Defendants cite, without proper pin citations, Gibson, County Treasurer v. River Farms of California (1942) 49 Cal.App.2d 278 and Barnes v. Chamberlain (1983) 147 Cal.App.3d 762 in support of their contention that “the time for a Section 473(b) Motion has yet to run.” (Mot. at 15:20-24; Reply at 9:2-3.) Defendants also cite Frantz v. Mallen (1928) 204 Cal. 159, which directed the trial court to amend a demurrer ruling to allow for leave to amend where the plaintiff filed a motion to amend the complaint three weeks after the demurrer order.
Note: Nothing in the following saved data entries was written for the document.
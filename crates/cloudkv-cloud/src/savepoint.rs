//! Savepoint: copy every live data file of an open database into the
//! destination location.
//!
//! Files already present at the destination are skipped. The rest are copied
//! server-side by a pool of tasks that claim work through a shared cursor.
//! The first failure is kept and reported; tasks are not cancelled, so copies
//! already claimed by other tasks may still complete.

use std::sync::atomic::{AtomicUsize, Ordering};
use std::sync::Arc;

use parking_lot::Mutex;
use tracing::{debug, info, warn};

use crate::config::BucketLocation;
use crate::engine::StorageEngine;
use crate::error::{CloudError, CloudResult};
use crate::filename::object_key;
use crate::object_store::ObjectStore;
use crate::session::CloudSession;

/// Counts gathered by one savepoint.
#[derive(Debug, Clone, Copy, Default, PartialEq, Eq)]
pub struct SavepointReport {
    /// Live data files of the engine.
    pub live_files: usize,
    /// Files found at the destination and skipped.
    pub already_present: usize,
    /// Files copied by this call.
    pub copied: usize,
}

/// Copies live data files missing at the destination.
pub async fn savepoint(
    session: &CloudSession,
    engine: &dyn StorageEngine,
) -> CloudResult<SavepointReport> {
    let dbid = engine.identity()?;
    let dest = match session.dest() {
        Some(dest) => dest.clone(),
        None => {
            info!(dbid = %dbid, "savepoint has no destination, nothing to do");
            return Ok(SavepointReport::default());
        }
    };

    let live = engine.live_files()?;
    let mut report = SavepointReport {
        live_files: live.len(),
        ..Default::default()
    };

    let store = session.store().clone();
    let mut to_copy = Vec::new();
    for file in &live {
        let name = session.remap_filename(&file.name);
        let key = object_key(&dest.object_prefix, &name);
        if store.exists(&dest.bucket, &key).await? {
            report.already_present += 1;
        } else {
            to_copy.push(name);
        }
    }

    if to_copy.is_empty() {
        info!(dbid = %dbid, live = report.live_files, "savepoint: destination up to date");
        return Ok(report);
    }

    let src = session
        .src()
        .cloned()
        .ok_or_else(|| CloudError::InvalidArgument {
            reason: "savepoint needs a source location to copy from".to_string(),
        })?;

    let threads = engine.options().max_file_opening_threads;
    info!(
        dbid = %dbid,
        live = report.live_files,
        to_copy = to_copy.len(),
        threads,
        "savepoint started"
    );

    report.copied = if threads <= 1 {
        copy_inline(store.as_ref(), &src, &dest, &to_copy).await?
    } else {
        copy_parallel(store, src, dest, to_copy, threads).await?
    };

    info!(dbid = %dbid, copied = report.copied, "savepoint finished");
    Ok(report)
}

async fn copy_one(
    store: &dyn ObjectStore,
    src: &BucketLocation,
    dest: &BucketLocation,
    name: &str,
) -> CloudResult<()> {
    let src_key = object_key(&src.object_prefix, name);
    let dest_key = object_key(&dest.object_prefix, name);
    let result = store
        .copy_object(&src.bucket, &src_key, &dest.bucket, &dest_key)
        .await;
    match &result {
        Ok(()) => debug!(src_key = %src_key, dest_key = %dest_key, "savepoint copied"),
        Err(e) => warn!(
            src_bucket = %src.bucket,
            src_key = %src_key,
            dest_bucket = %dest.bucket,
            dest_key = %dest_key,
            error = %e,
            "savepoint copy failed"
        ),
    }
    result
}

async fn copy_inline(
    store: &dyn ObjectStore,
    src: &BucketLocation,
    dest: &BucketLocation,
    names: &[String],
) -> CloudResult<usize> {
    for name in names {
        copy_one(store, src, dest, name).await?;
    }
    Ok(names.len())
}

async fn copy_parallel(
    store: Arc<dyn ObjectStore>,
    src: BucketLocation,
    dest: BucketLocation,
    names: Vec<String>,
    threads: usize,
) -> CloudResult<usize> {
    let names = Arc::new(names);
    let src = Arc::new(src);
    let dest = Arc::new(dest);
    let cursor = Arc::new(AtomicUsize::new(0));
    let copied = Arc::new(AtomicUsize::new(0));
    let first_error: Arc<Mutex<Option<CloudError>>> = Arc::new(Mutex::new(None));

    let workers = threads.min(names.len());
    let mut handles = Vec::with_capacity(workers);
    for _ in 0..workers {
        let store = store.clone();
        let names = names.clone();
        let src = src.clone();
        let dest = dest.clone();
        let cursor = cursor.clone();
        let copied = copied.clone();
        let first_error = first_error.clone();
        handles.push(tokio::spawn(async move {
            loop {
                let idx = cursor.fetch_add(1, Ordering::SeqCst);
                let Some(name) = names.get(idx) else {
                    break;
                };
                match copy_one(store.as_ref(), &src, &dest, name).await {
                    Ok(()) => {
                        copied.fetch_add(1, Ordering::Relaxed);
                    }
                    Err(e) => {
                        first_error.lock().get_or_insert(e);
                        break;
                    }
                }
            }
        }));
    }

    for handle in handles {
        if let Err(e) = handle.await {
            first_error.lock().get_or_insert(CloudError::TaskFailed {
                reason: e.to_string(),
            });
        }
    }

    if let Some(err) = first_error.lock().take() {
        return Err(err);
    }
    Ok(copied.load(Ordering::Relaxed))
}

#[cfg(test)]
mod tests {
    use std::path::Path;

    use super::*;
    use crate::cloud_manifest::CloudManifest;
    use crate::config::CloudEnvOptions;
    use crate::engine::{EngineOptions, LiveFile};
    use crate::epoch::EpochId;
    use crate::object_store::{MockObjectStore, ObjectOp};
    use crate::registry::ObjectRegistry;

    struct FixedEngine {
        files: Vec<LiveFile>,
        options: EngineOptions,
    }

    impl FixedEngine {
        fn new(count: u64, threads: usize) -> Self {
            let files = (1..=count)
                .map(|n| LiveFile {
                    name: format!("{:06}.sst", n),
                    file_number: n,
                    size_bytes: 100,
                })
                .collect();
            Self {
                files,
                options: EngineOptions {
                    max_file_opening_threads: threads,
                    ..Default::default()
                },
            }
        }
    }

    impl StorageEngine for FixedEngine {
        fn flush(&self) -> CloudResult<()> {
            Ok(())
        }

        fn live_files(&self) -> CloudResult<Vec<LiveFile>> {
            Ok(self.files.clone())
        }

        fn identity(&self) -> CloudResult<String> {
            Ok("abc123".to_string())
        }

        fn options(&self) -> &EngineOptions {
            &self.options
        }
    }

    fn session(dir: &Path, with_dest: bool) -> (Arc<MockObjectStore>, CloudSession) {
        let store = Arc::new(MockObjectStore::new());
        let registry = Arc::new(ObjectRegistry::new(store.clone()));
        let options = CloudEnvOptions {
            src: Some(BucketLocation::new("src", "origin")),
            dest: with_dest.then(|| BucketLocation::new("dest", "clone")),
            ..Default::default()
        };
        (store.clone(), CloudSession::new(options, dir, store, registry))
    }

    fn seed_src(store: &MockObjectStore, count: u64) {
        for n in 1..=count {
            store.insert_object("src", &format!("origin/{:06}.sst", n), vec![n as u8]);
        }
    }

    fn copy_count(store: &MockObjectStore) -> usize {
        store
            .operations()
            .iter()
            .filter(|op| matches!(op, ObjectOp::Copy { .. }))
            .count()
    }

    #[tokio::test]
    async fn test_no_dest_is_noop() {
        let dir = tempfile::tempdir().unwrap();
        let (store, session) = session(dir.path(), false);
        let report = savepoint(&session, &FixedEngine::new(3, 4)).await.unwrap();
        assert_eq!(report, SavepointReport::default());
        assert!(store.operations().is_empty());
    }

    #[tokio::test(flavor = "multi_thread", worker_threads = 4)]
    async fn test_copies_only_missing_files() {
        let dir = tempfile::tempdir().unwrap();
        let (store, session) = session(dir.path(), true);
        seed_src(&store, 6);
        store.insert_object("dest", "clone/000002.sst", vec![2]);
        store.insert_object("dest", "clone/000005.sst", vec![5]);

        let report = savepoint(&session, &FixedEngine::new(6, 4)).await.unwrap();
        assert_eq!(
            report,
            SavepointReport {
                live_files: 6,
                already_present: 2,
                copied: 4,
            }
        );
        assert_eq!(copy_count(&store), 4);
        for n in 1..=6u8 {
            let key = format!("clone/{:06}.sst", n);
            assert_eq!(store.object("dest", &key), Some(vec![n]));
        }
    }

    #[tokio::test]
    async fn test_single_thread_copies_inline() {
        let dir = tempfile::tempdir().unwrap();
        let (store, session) = session(dir.path(), true);
        seed_src(&store, 3);

        let report = savepoint(&session, &FixedEngine::new(3, 1)).await.unwrap();
        assert_eq!(report.copied, 3);
        assert_eq!(copy_count(&store), 3);
    }

    #[tokio::test]
    async fn test_up_to_date_dest_issues_no_copies() {
        let dir = tempfile::tempdir().unwrap();
        let (store, session) = session(dir.path(), true);
        for n in 1..=3 {
            store.insert_object("dest", &format!("clone/{:06}.sst", n), vec![]);
        }
        let report = savepoint(&session, &FixedEngine::new(3, 8)).await.unwrap();
        assert_eq!(report.already_present, 3);
        assert_eq!(copy_count(&store), 0);
    }

    #[tokio::test(flavor = "multi_thread", worker_threads = 4)]
    async fn test_first_error_reported() {
        let dir = tempfile::tempdir().unwrap();
        let (store, session) = session(dir.path(), true);
        seed_src(&store, 8);
        store.fail_key("origin/000004.sst");

        let err = savepoint(&session, &FixedEngine::new(8, 4)).await.unwrap_err();
        match err {
            CloudError::Transport { key, .. } => assert_eq!(key, "origin/000004.sst"),
            other => panic!("unexpected error {:?}", other),
        }
        assert!(store.object("dest", "clone/000004.sst").is_none());
    }

    #[tokio::test]
    async fn test_first_error_reported_inline() {
        let dir = tempfile::tempdir().unwrap();
        let (store, session) = session(dir.path(), true);
        seed_src(&store, 4);
        store.fail_key("origin/000002.sst");

        let err = savepoint(&session, &FixedEngine::new(4, 0)).await.unwrap_err();
        assert!(matches!(err, CloudError::Transport { .. }));
        assert_eq!(copy_count(&store), 2);
    }

    #[tokio::test]
    async fn test_names_are_remapped_to_epochs() {
        let dir = tempfile::tempdir().unwrap();
        let (store, mut session) = session(dir.path(), true);
        let mut manifest = CloudManifest::new_empty();
        manifest
            .add_epoch(2, EpochId::from_raw("aaaaaaaaaaaaaaaa"))
            .unwrap();
        session.set_cloud_manifest(manifest);
        store.insert_object("src", "origin/000001.sst", vec![1]);
        store.insert_object("src", "origin/000002.sst-aaaaaaaaaaaaaaaa", vec![2]);

        let report = savepoint(&session, &FixedEngine::new(2, 2)).await.unwrap();
        assert_eq!(report.copied, 2);
        assert!(store.object("dest", "clone/000001.sst").is_some());
        assert!(store
            .object("dest", "clone/000002.sst-aaaaaaaaaaaaaaaa")
            .is_some());
    }
}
None of these cases involved relief under Section 473(b) and are therefore inapposite.

 

The Court finds Defendants’ motion untimely and the Court lacks jurisdiction to entertain it on the merits.

 

The Court also notes the order sought by Defendants would not be available under Code of Civil Procedure section 1286.6. The “power to correct an award after it has been issued to the parties is limited to evident miscalculations of figures or descriptions of persons, things or property [Citation] and non-substantive matters of form that do not affect the merits of the controversy. [Citation].” (Century City Medical Plaza v. Sperling, Isaacs & Eisenberg (2001) 86 Cal.App.4th 865, 877.) Defendants’ request does not identify a non-substantive matter of form or an improper description such as an incorrect address, but rather argues the manner in which the arbitrator divided the property was not supported by the evidence. The arbitrator issued the Partial Final Order containing the definitions at issue and, in the clarification document, reiterated that the language was as intended. The Court will not correct that determination. (See also Cooper v. Lavely & Singer Professional Corp. (2014) 230 Cal.App.4th 1, 12 (“courts will not review the arbitrator's reasoning or the sufficiency of the evidence supporting the award.”); Rifkind & Sterling, Inc. v. Rifkind (1994) 28 Cal.App.4th 1282, 1290 (“[T]he substantive grounds for . . . correcting an arbitration award . . . does not reach the intrinsic validity of the award.”); DeMello v. Souza (1973) 36 Cal.App.3d 79, 87 (“where, as here, the arbitrator decided a point pursuant to a valid contract, the parties are bound by the award even if the decision of the arbitrator is wrong.”).)